Ainsi, les réformes institutionnelles ont pour objectif de mettre terme à toute indépendance des organes constitutionnels : cour constitutionnelle, CSM et Instances constitutionnelles.

L’exemple frappant demeure celui de l’Instance supérieure indépendante pour les élections.

  • L’Instance supérieure indépendante pour les élections :

Le Rapport cite les dernières réformes en termes neutres et descriptives, «le décret-loi n°2022-22 du 21 avril 2022, modifiant et complétant certaines dispositions de la loi organique n° 2012-23 du 20 décembre 2012, relative à l’Instance supérieure indépendante pour les élections a été promulgué, de même que le décret présidentiel n°2022-459 portant nomination des membres du Conseil de l’Instance supérieure indépendante pour les élections». Rappelons que ces réformes ont été introduites pour permettre au Président de la République d’écarter l’Instance élue légalement et instaurer une instance dont les membres sont nommés par le chef de l’Etat et qui lui sont entièrement acquis. Il en témoigne l’acceptation de cette instance de tous les dictats du Président : le changement de toutes les règles relatives aux élections et aux référendums quelques semaines avant leur tenue, la publication du projet de la constitution le 30 juin et sa modification le 8 juillet (deux semaines avant le référendum…).

Ces demi-vérités citées dans le rapport de l’Etat en vue de l’EPU, atteignent des proportions choquantes, lorsqu’elles se transforment en des contre-vérités (les mensonges de l’Etat).

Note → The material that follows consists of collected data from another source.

//! Dynamic attach to a HotSpot JVM.
//!
//! The JVM starts its attach listener when it receives `SIGQUIT` while a
//! `.attach_pid<pid>` file exists in its working directory (or tmp). The
//! listener then serves a Unix socket `.java_pid<pid>` in the tmp directory,
//! speaking a tiny NUL-separated protocol:
//!
//! ```text
//! request:  "1\0" <command> "\0" <arg0> "\0" <arg1> "\0" <arg2> "\0"
//! reply:    <status>\n [return code: <n>\n] [message...]
//! ```

use std::fs;
use std::io::{Read, Write};
use std::path::{Path, PathBuf};
use std::thread;
use std::time::Duration;

use crate::config::Options;
use crate::error::{Error, Result};

const PROTOCOL_VERSION: &str = "1";
const MAX_ATTEMPTS: u32 = 10;
const INITIAL_DELAY: Duration = Duration::from_millis(100);

/// What to load into the target VM.
#[derive(Debug, Clone, PartialEq, Eq)]
pub enum AttachCommand {
    /// A Java agent jar; its `Agent-Class` runs with an `Instrumentation`.
    JavaAgent { jar: PathBuf, args: String },
    /// A native agent library; its `Agent_OnAttach` runs with the `JavaVM`.
    NativeAgent { library: PathBuf, args: String },
}

impl AttachCommand {
    /// The three arguments of the `load` command.
    fn load_args(&self) -> [String; 3] {
        match self {
            AttachCommand::JavaAgent { jar, args } => {
                let jar = jar.display().to_string();
                let options = if args.is_empty() { jar } else { format!("{jar}={args}") };
                ["instrument".to_string(), "false".to_string(), options]
            }
            AttachCommand::NativeAgent { library, args } => [
                library.display().to_string(),
                "true".to_string(),
                args.clone(),
            ],
        }
    }

    /// The full request as written to the socket.
    pub fn encode(&self) -> Vec<u8> {
        let mut out = Vec::new();
        for part in std::iter::once(PROTOCOL_VERSION.to_string())
            .chain(std::iter::once("load".to_string()))
            .chain(self.load_args())
        {
            out.extend_from_slice(part.as_bytes());
            out.push(0);
        }
        out
    }
}

/// Loads agents into a running JVM.
pub trait AttachProvider: Send + Sync {
    fn attach(&self, pid: u32, command: &AttachCommand) -> Result<()>;
}

/// The HotSpot (OpenJDK) attach mechanism over Unix domain sockets.
#[derive(Debug, Clone)]
pub struct HotSpotAttach {
    extra_dirs: Vec<PathBuf>,
    attempts: u32,
    initial_delay: Duration,
}

impl HotSpotAttach {
    pub fn new(options: &Options) -> Self {
        Self {
            extra_dirs: options.tools_path.iter().cloned().collect(),
            attempts: MAX_ATTEMPTS,
            initial_delay: INITIAL_DELAY,
        }
    }

    pub fn with_backoff(mut self, attempts: u32, initial_delay: Duration) -> Self {
        self.attempts = attempts.max(1);
        self.initial_delay = initial_delay;
        self
    }

    /// Directories searched for `.java_pid<pid>`, in order.
    pub fn socket_dirs(&self, pid: u32) -> Vec<PathBuf> {
        let mut dirs = self.extra_dirs.clone();
        if let Some(tmp) = std::env::var_os("TMPDIR") {
            dirs.push(PathBuf::from(tmp));
        }
        dirs.push(PathBuf::from("/tmp"));
        dirs.push(PathBuf::from(format!("/proc/{pid}/root/tmp")));
        dirs.dedup();
        dirs
    }

    fn find_socket(&self, pid: u32) -> Option<PathBuf> {
        self.socket_dirs(pid)
            .into_iter()
            .map(|dir| dir.join(format!(".java_pid{pid}")))
            .find(|path| path.exists())
    }

    /// Drops the trigger file and signals the VM.
    fn trigger(&self, pid: u32) -> Result<PathBuf> {
        let file_name = format!(".attach_pid{pid}");
        let candidates = [
            PathBuf::from(format!("/proc/{pid}/cwd")).join(&file_name),
            std::env::temp_dir().join(&file_name),
        ];
        let trigger = candidates
            .iter()
            .find(|path| fs::write(path, b"").is_ok())
            .cloned()
            .ok_or_else(|| Error::AttachFailure(format!("cannot create {file_name}")))?;

        #[cfg(unix)]
        {
            // SAFETY: plain syscall on a pid we were given.
            let rc = unsafe { libc::kill(pid as libc::pid_t, libc::SIGQUIT) };
            if rc != 0 {
                let _ = fs::remove_file(&trigger);
                return Err(Error::AttachFailure(format!(
                    "cannot signal process {pid}: {}",
                    std::io::Error::last_os_error()
                )));
            }
        }
        Ok(trigger)
    }

    fn wait_for_socket(&self, pid: u32) -> Option<PathBuf> {
        let mut delay = self.initial_delay;
        for attempt in 0..self.attempts {
            if let Some(socket) = self.find_socket(pid) {
                return Some(socket);
            }
            tracing::trace!(pid, attempt, "waiting for attach listener");
            thread::sleep(delay);
            delay = delay.saturating_mul(2);
        }
        self.find_socket(pid)
    }

    #[cfg(unix)]
    fn send(&self, socket: &Path, command: &AttachCommand) -> Result<()> {
        use std::os::unix::net::UnixStream;

        let mut stream = UnixStream::connect(socket)
            .map_err(|e| Error::AttachFailure(format!("connect {}: {e}", socket.display())))?;
        stream
            .write_all(&command.encode())
            .map_err(|e| Error::AttachFailure(format!("send load command: {e}")))?;
        let mut reply = String::new();
        stream
            .read_to_string(&mut reply)
            .map_err(|e| Error::AttachFailure(format!("read attach reply: {e}")))?;
        parse_reply(&reply)
    }

    #[cfg(not(unix))]
    fn send(&self, socket: &Path, _command: &AttachCommand) -> Result<()> {
        Err(Error::AttachFailure(format!(
            "attach over {} is only supported on Unix",
            socket.display()
        )))
    }
}

impl AttachProvider for HotSpotAttach {
    fn attach(&self, pid: u32, command: &AttachCommand) -> Result<()> {
        let socket = match self.find_socket(pid) {
            Some(socket) => socket,
            None => {
                let trigger = self.trigger(pid)?;
                let socket = self.wait_for_socket(pid);
                let _ = fs::remove_file(&trigger);
                socket.ok_or_else(|| {
                    Error::AttachFailure(format!("attach listener of process {pid} did not start"))
                })?
            }
        };
        tracing::debug!(pid, socket = %socket.display(), ?command, "attaching agent");
        self.send(&socket, command)
    }
}

/// Interprets the listener's reply to `load`.
///
/// The first line is the command status. Newer JDKs follow it with
/// `return code: <n>`, older ones with a bare number; both are the agent's
/// `Agent_OnAttach` result.
pub fn parse_reply(reply: &str) -> Result<()> {
    let mut lines = reply.lines();
    let status = lines
        .next()
        .map(str::trim)
        .ok_or_else(|| Error::AttachFailure("empty reply from attach listener".into()))?;
    let status: i32 = status
        .parse()
        .map_err(|_| Error::AttachFailure(format!("unexpected attach reply: {reply:?}")))?;
    let rest: Vec<&str> = lines.collect();
    if status != 0 {
        return Err(Error::AttachFailure(format!("status {status}: {}", rest.join(" ").trim())));
    }
    let code = rest.first().and_then(|line| {
        let line = line.trim();
        line.strip_prefix("return code:").unwrap_or(line).trim().parse::<i32>().ok()
    });
    match code {
        Some(code) if code != 0 => Err(Error::AttachFailure(format!(
            "agent failed to initialize (return code {code}): {}",
            rest.get(1..).map(|r| r.join(" ")).unwrap_or_default().trim()
        ))),
        _ => Ok(()),
    }
}
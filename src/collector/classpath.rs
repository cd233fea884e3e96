use std::io::Read;
use std::sync::Arc;

use crate::class::{ClassBytes, ClassLoader, ClassRef};
use crate::collector::{ByteCollector, CollectorContext};
use crate::config::CollectorOptions;
use crate::error::{Error, Result};
use crate::names;

/// Reads `<internal name>.class` through the class's defining loader.
///
/// Classes without a loader are looked up through the boot loader.
pub struct ClasspathCollector {
    settings: CollectorOptions,
    boot_loader: Arc<dyn ClassLoader>,
}

impl ClasspathCollector {
    pub fn new(ctx: &CollectorContext) -> Self {
        Self {
            settings: ctx.options.classpath,
            boot_loader: ctx.boot_loader.clone(),
        }
    }

    /// A collector that is always enabled, for bootstrap use.
    pub fn with_boot_loader(boot_loader: Arc<dyn ClassLoader>) -> Self {
        Self {
            settings: CollectorOptions { enabled: true, priority: 0 },
            boot_loader,
        }
    }

    fn read(loader: &dyn ClassLoader, resource: &str) -> Result<Option<ClassBytes>> {
        let Some(mut stream) = loader
            .open_resource(resource)
            .map_err(|e| Error::resource_read(resource, e))?
        else {
            return Ok(None);
        };
        let mut bytes = Vec::new();
        stream
            .read_to_end(&mut bytes)
            .map_err(|e| Error::resource_read(resource, e))?;
        Ok(Some(bytes.into()))
    }
}

impl ByteCollector for ClasspathCollector {
    fn name(&self) -> &'static str {
        "classpath"
    }

    fn priority(&self) -> i32 {
        self.settings.priority
    }

    fn is_enabled(&self) -> bool {
        self.settings.enabled
    }

    fn try_get_bytes(&self, class: &ClassRef) -> Result<Option<ClassBytes>> {
        let resource = names::resource_path(class.name());
        let loader = class.loader().unwrap_or_else(|| self.boot_loader.clone());
        Self::read(&*loader, &resource)
    }
}
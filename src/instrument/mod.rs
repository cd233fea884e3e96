//! Live class transformation.
//!
//! [`Instrumentation`] is the process's class-transformation capability.
//! In a JVM it is backed by JVMTI ([`JvmtiInstrumentation`]); there is only
//! ever one of it per process, held by the [`AgentHandle`]. Each logical
//! agent talks to it through its own [`InstrumentationGateway`].

use std::fmt;
use std::sync::Arc;

use parking_lot::RwLock;

use crate::class::{ClassLoader, ClassRef};
use crate::error::Result;

pub mod capture;
pub mod gateway;
pub mod jvmti;

pub use capture::{CapturedByteCache, CapturingTransformer};
pub use gateway::{AgentHandle, InstrumentationGateway};
pub use jvmti::JvmtiInstrumentation;

/// A class-file transformation callback.
pub trait ClassFileTransformer: Send + Sync {
    /// Called with the current bytes of `class_name` (internal form).
    ///
    /// `class_being_redefined` is set during retransformation and redefinition.
    /// Return `Some(bytes)` to replace the class, `None` to leave it alone.
    fn transform(
        &self,
        loader: Option<&Arc<dyn ClassLoader>>,
        class_name: Option<&str>,
        class_being_redefined: Option<&ClassRef>,
        class_bytes: &[u8],
    ) -> Option<Vec<u8>>;
}

/// The JVM's class-transformation capability.
pub trait Instrumentation: Send + Sync {
    fn add_transformer(&self, transformer: Arc<dyn ClassFileTransformer>, can_retransform: bool);

    /// Removes by identity. Returns whether it was registered.
    fn remove_transformer(&self, transformer: &Arc<dyn ClassFileTransformer>) -> bool;

    /// Re-runs the retransform-capable transformers over the current bytes of `classes`.
    fn retransform_classes(&self, classes: &[ClassRef]) -> Result<()>;

    fn redefine_class(&self, class: &ClassRef, bytes: &[u8]) -> Result<()>;

    fn is_modifiable_class(&self, class: &ClassRef) -> Result<bool>;

    fn is_retransform_classes_supported(&self) -> bool;

    fn is_redefine_classes_supported(&self) -> bool;

    fn all_loaded_classes(&self) -> Result<Vec<ClassRef>>;
}

#[derive(Clone)]
pub(crate) struct Registration {
    pub(crate) transformer: Arc<dyn ClassFileTransformer>,
    pub(crate) can_retransform: bool,
}

/// Transformers in registration order.
///
/// Copy-on-write: callbacks iterate a snapshot while writers swap in a new list.
pub(crate) struct TransformerQueue {
    list: RwLock<Arc<[Registration]>>,
}

impl TransformerQueue {
    pub(crate) fn new() -> Self {
        Self {
            list: RwLock::new(Arc::from(Vec::new())),
        }
    }

    pub(crate) fn push(&self, transformer: Arc<dyn ClassFileTransformer>, can_retransform: bool) {
        let mut list = self.list.write();
        let mut next = list.to_vec();
        next.push(Registration {
            transformer,
            can_retransform,
        });
        *list = next.into();
    }

    /// Removes the first registration of `transformer`, compared by identity.
    pub(crate) fn remove(&self, transformer: &Arc<dyn ClassFileTransformer>) -> bool {
        let mut list = self.list.write();
        let Some(pos) = list
            .iter()
            .position(|reg| same_transformer(&reg.transformer, transformer))
        else {
            return false;
        };
        let mut next = list.to_vec();
        next.remove(pos);
        *list = next.into();
        true
    }

    pub(crate) fn snapshot(&self) -> Arc<[Registration]> {
        self.list.read().clone()
    }

    pub(crate) fn len(&self) -> usize {
        self.list.read().len()
    }
}

fn same_transformer(a: &Arc<dyn ClassFileTransformer>, b: &Arc<dyn ClassFileTransformer>) -> bool {
    Arc::as_ptr(a) as *const () == Arc::as_ptr(b) as *const ()
}

/// Produces the process's instrumentation capability on first use.
pub trait InstrumentationSource: Send + Sync {
    fn acquire(&self) -> Result<Arc<dyn Instrumentation>>;
}

/// A source that always hands out the same capability.
#[derive(Clone)]
pub struct FixedInstrumentation(pub Arc<dyn Instrumentation>);

impl InstrumentationSource for FixedInstrumentation {
    fn acquire(&self) -> Result<Arc<dyn Instrumentation>> {
        Ok(self.0.clone())
    }
}

impl fmt::Debug for FixedInstrumentation {
    fn fmt(&self, f: &mut fmt::Formatter<'_>) -> fmt::Result {
        f.write_str("FixedInstrumentation")
    }
}

/// A source that always fails with the given message, for when no live
/// capability can exist (offline tooling).
#[derive(Debug, Clone)]
pub struct Unavailable(pub String);

impl InstrumentationSource for Unavailable {
    fn acquire(&self) -> Result<Arc<dyn Instrumentation>> {
        Err(crate::error::Error::AttachFailure(self.0.clone()))
    }
}
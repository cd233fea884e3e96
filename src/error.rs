use std::io;
use std::path::PathBuf;

use thiserror::Error;

use crate::sys::jvmti::jvmtiError;

/// Errors raised while acquiring or interpreting class bytes.
///
/// "Not found" is never an error: every lookup reports absence as `Ok(None)`.
#[derive(Debug, Error)]
pub enum Error {
    #[error("malformed class data at byte {offset}: {reason}")]
    MalformedClassData { offset: usize, reason: String },

    #[error("failed to read resource {resource}: {source}")]
    ResourceReadFailure {
        resource: String,
        #[source]
        source: io::Error,
    },

    #[error("failed to build agent artifact: {0}")]
    ArtifactBuildFailure(String),

    #[error("agent artifact not found: {}", .0.display())]
    ArtifactNotFound(PathBuf),

    #[error("failed to attach agent: {0}")]
    AttachFailure(String),

    #[error("illegal input class {0}: arrays and primitives have no nested classes")]
    IllegalInputClass(String),

    #[error("input class is null")]
    NullInputClass,

    #[error("invalid configuration: {0}")]
    Configuration(String),

    #[error("JVMTI error: {0}")]
    Jvmti(jvmtiError),

    #[error("JNI error: {0}")]
    Jni(String),

    #[error("io error: {0}")]
    Io(#[from] io::Error),
}

impl Error {
    pub(crate) fn malformed(offset: usize, reason: impl Into<String>) -> Self {
        Error::MalformedClassData {
            offset,
            reason: reason.into(),
        }
    }

    pub(crate) fn resource_read(resource: impl Into<String>, source: io::Error) -> Self {
        Error::ResourceReadFailure {
            resource: resource.into(),
            source,
        }
    }

    /// Recasts a failure to obtain the instrumentation capability as an
    /// attach failure, keeping bootstrap errors as they are.
    pub(crate) fn into_bootstrap_failure(self) -> Self {
        if self.is_bootstrap_failure() {
            self
        } else {
            Error::AttachFailure(format!("instrumentation unavailable: {self}"))
        }
    }

    /// Whether this error came out of agent bootstrap (build, locate or attach).
    pub fn is_bootstrap_failure(&self) -> bool {
        matches!(
            self,
            Error::ArtifactBuildFailure(_) | Error::ArtifactNotFound(_) | Error::AttachFailure(_)
        )
    }
}

impl From<jvmtiError> for Error {
    fn from(err: jvmtiError) -> Self {
        Error::Jvmti(err)
    }
}

impl From<zip::result::ZipError> for Error {
    fn from(err: zip::result::ZipError) -> Self {
        match err {
            zip::result::ZipError::Io(e) => Error::Io(e),
            other => Error::Io(io::Error::new(io::ErrorKind::InvalidData, other)),
        }
    }
}

pub type Result<T> = std::result::Result<T, Error>;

2. Des contre-vérités indignes, des mensonges d’Etat

Le Rapport déposé en vue de l’EPU regorge de mensonges ! Ils sont tellement nombreux, et nous ne présenterons ici que les plus flagrantes :

2.1. Des contre-vérités liées aux réformes engagées

  • Le conseil national des régions et districts :

«La Constitution de la nouvelle République renforce le système institutionnel de protection des droits de l’homme via l’institution du Conseil national des régions et districts» (paragraphe 43). Le rapport de 2022, présente le Conseil national des régions et districts comme étant une réforme qui permettraient la consolidation des droits humains ! Toutefois, le mode de désignation des membres de ce conseil, n’a rien à voir avec les règles de la démocratie représentative. Il s’agit d’un conseil coopté au niveau local et régional, pouvant traduire des intérêts de groupes influents et puissants au niveau de leur localité et qui pourraient par la suite concurrencer et bloquer les réformes engagées par le parlement (notamment en matière du budget de l’Etat et des plans de développement) élu dans le cadre d’un suffrage universel, libre, direct et secret.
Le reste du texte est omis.